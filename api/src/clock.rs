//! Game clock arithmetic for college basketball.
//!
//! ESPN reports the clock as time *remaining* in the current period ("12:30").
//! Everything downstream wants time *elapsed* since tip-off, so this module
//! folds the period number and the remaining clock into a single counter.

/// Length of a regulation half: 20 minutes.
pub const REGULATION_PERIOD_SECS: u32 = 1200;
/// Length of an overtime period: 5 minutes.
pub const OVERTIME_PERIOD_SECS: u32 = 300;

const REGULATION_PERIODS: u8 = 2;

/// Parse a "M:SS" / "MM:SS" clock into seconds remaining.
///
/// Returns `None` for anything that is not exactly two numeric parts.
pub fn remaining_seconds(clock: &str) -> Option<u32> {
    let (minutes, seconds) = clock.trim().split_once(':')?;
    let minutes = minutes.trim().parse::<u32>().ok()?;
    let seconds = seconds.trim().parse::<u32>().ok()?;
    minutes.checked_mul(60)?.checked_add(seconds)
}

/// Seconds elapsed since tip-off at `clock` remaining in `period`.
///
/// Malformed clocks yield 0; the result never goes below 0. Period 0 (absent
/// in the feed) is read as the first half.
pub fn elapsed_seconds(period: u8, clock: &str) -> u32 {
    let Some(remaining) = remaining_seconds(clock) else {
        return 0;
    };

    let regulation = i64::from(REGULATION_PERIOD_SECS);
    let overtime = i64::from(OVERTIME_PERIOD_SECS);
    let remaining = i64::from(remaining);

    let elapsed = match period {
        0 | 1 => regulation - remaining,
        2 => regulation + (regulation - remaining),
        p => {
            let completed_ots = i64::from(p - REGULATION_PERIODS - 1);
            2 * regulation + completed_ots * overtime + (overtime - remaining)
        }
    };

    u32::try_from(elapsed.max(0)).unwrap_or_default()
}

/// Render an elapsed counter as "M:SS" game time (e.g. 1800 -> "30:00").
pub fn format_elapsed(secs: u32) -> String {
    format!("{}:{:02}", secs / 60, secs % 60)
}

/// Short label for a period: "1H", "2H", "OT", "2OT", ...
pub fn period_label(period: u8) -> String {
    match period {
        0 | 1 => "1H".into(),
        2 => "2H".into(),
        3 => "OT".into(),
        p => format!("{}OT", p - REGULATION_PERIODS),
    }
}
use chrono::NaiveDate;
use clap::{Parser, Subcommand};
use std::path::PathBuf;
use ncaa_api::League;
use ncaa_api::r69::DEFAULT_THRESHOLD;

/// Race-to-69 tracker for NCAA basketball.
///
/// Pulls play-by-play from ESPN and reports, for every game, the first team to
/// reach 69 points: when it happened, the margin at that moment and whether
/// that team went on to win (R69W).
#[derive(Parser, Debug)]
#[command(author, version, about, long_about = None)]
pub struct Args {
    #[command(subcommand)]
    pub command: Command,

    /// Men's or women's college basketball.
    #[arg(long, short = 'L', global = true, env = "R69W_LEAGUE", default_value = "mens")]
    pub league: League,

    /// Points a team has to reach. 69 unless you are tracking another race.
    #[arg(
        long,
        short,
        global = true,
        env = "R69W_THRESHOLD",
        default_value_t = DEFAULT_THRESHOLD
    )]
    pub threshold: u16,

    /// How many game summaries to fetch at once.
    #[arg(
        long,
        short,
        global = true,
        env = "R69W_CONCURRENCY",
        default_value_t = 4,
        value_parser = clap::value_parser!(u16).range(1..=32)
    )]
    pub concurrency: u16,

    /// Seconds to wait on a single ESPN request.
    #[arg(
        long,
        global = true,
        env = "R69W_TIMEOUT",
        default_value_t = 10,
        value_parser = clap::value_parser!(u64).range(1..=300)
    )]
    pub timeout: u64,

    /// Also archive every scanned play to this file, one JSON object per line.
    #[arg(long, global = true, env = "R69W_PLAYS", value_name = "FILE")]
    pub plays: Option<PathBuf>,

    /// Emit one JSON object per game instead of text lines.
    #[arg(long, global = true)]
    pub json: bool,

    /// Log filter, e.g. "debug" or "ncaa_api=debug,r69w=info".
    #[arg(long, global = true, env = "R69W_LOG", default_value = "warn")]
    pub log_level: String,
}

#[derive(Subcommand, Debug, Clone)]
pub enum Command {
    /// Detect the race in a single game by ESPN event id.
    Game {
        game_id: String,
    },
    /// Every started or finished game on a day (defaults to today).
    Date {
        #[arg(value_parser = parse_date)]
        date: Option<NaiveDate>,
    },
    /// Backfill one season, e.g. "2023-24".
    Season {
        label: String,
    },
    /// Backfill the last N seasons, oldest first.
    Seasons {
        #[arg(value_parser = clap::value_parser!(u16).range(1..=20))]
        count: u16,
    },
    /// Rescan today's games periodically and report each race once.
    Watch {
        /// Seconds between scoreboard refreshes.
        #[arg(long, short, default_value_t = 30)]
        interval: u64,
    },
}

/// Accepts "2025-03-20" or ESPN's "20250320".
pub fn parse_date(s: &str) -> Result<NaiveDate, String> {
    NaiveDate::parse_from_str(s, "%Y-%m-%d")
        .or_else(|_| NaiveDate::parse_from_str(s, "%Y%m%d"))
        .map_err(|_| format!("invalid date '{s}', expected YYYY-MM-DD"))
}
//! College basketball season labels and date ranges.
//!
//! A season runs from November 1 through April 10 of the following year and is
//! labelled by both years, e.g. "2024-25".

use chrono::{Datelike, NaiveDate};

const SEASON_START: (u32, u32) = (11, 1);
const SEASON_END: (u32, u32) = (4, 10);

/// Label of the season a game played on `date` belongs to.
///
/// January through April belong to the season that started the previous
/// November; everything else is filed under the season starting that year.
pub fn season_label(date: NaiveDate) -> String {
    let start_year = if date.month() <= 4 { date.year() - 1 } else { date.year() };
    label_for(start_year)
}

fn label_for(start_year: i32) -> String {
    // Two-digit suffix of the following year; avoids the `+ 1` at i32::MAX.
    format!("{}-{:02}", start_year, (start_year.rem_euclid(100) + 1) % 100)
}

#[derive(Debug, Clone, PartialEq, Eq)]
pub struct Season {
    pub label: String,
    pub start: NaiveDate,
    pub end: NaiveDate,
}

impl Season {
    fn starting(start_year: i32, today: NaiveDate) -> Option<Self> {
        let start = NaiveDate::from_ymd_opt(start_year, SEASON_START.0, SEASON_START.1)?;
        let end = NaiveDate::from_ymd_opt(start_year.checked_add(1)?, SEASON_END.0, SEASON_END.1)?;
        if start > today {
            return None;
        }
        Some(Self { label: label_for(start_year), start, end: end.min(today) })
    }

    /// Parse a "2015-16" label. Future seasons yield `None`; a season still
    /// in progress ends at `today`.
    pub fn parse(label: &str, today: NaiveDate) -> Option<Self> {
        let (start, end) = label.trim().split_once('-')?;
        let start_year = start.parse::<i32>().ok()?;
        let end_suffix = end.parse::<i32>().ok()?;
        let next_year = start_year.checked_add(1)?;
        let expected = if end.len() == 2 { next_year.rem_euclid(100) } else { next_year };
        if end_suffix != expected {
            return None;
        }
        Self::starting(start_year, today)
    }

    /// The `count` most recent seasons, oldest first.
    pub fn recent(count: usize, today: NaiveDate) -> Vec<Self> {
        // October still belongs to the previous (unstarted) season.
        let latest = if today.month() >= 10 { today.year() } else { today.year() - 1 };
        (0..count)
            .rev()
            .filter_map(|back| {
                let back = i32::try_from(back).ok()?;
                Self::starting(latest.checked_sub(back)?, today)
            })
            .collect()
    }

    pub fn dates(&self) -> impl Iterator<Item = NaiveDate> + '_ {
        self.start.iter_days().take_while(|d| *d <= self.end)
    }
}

■ **Your goal**:
All that belongs in your answer is the stretch of entries above from the line with "fetch at once." through the line with "Log filter, e.g.", printed exactly.

■ **Result of this task**:
    /// How many game summaries to fetch at once.
    #[arg(
        long,
        short,
        global = true,
        env = "R69W_CONCURRENCY",
        default_value_t = 4,
        value_parser = clap::value_parser!(u16).range(1..=32)
    )]
    pub concurrency: u16,

    /// Seconds to wait on a single ESPN request.
    #[arg(
        long,
        global = true,
        env = "R69W_TIMEOUT",
        default_value_t = 10,
        value_parser = clap::value_parser!(u64).range(1..=300)
    )]
    pub timeout: u64,

    /// Also archive every scanned play to this file, one JSON object per line.
    #[arg(long, global = true, env = "R69W_PLAYS", value_name = "FILE")]
    pub plays: Option<PathBuf>,

    /// Emit one JSON object per game instead of text lines.
    #[arg(long, global = true)]
    pub json: bool,

    /// Log filter, e.g. "debug" or "ncaa_api=debug,r69w=info".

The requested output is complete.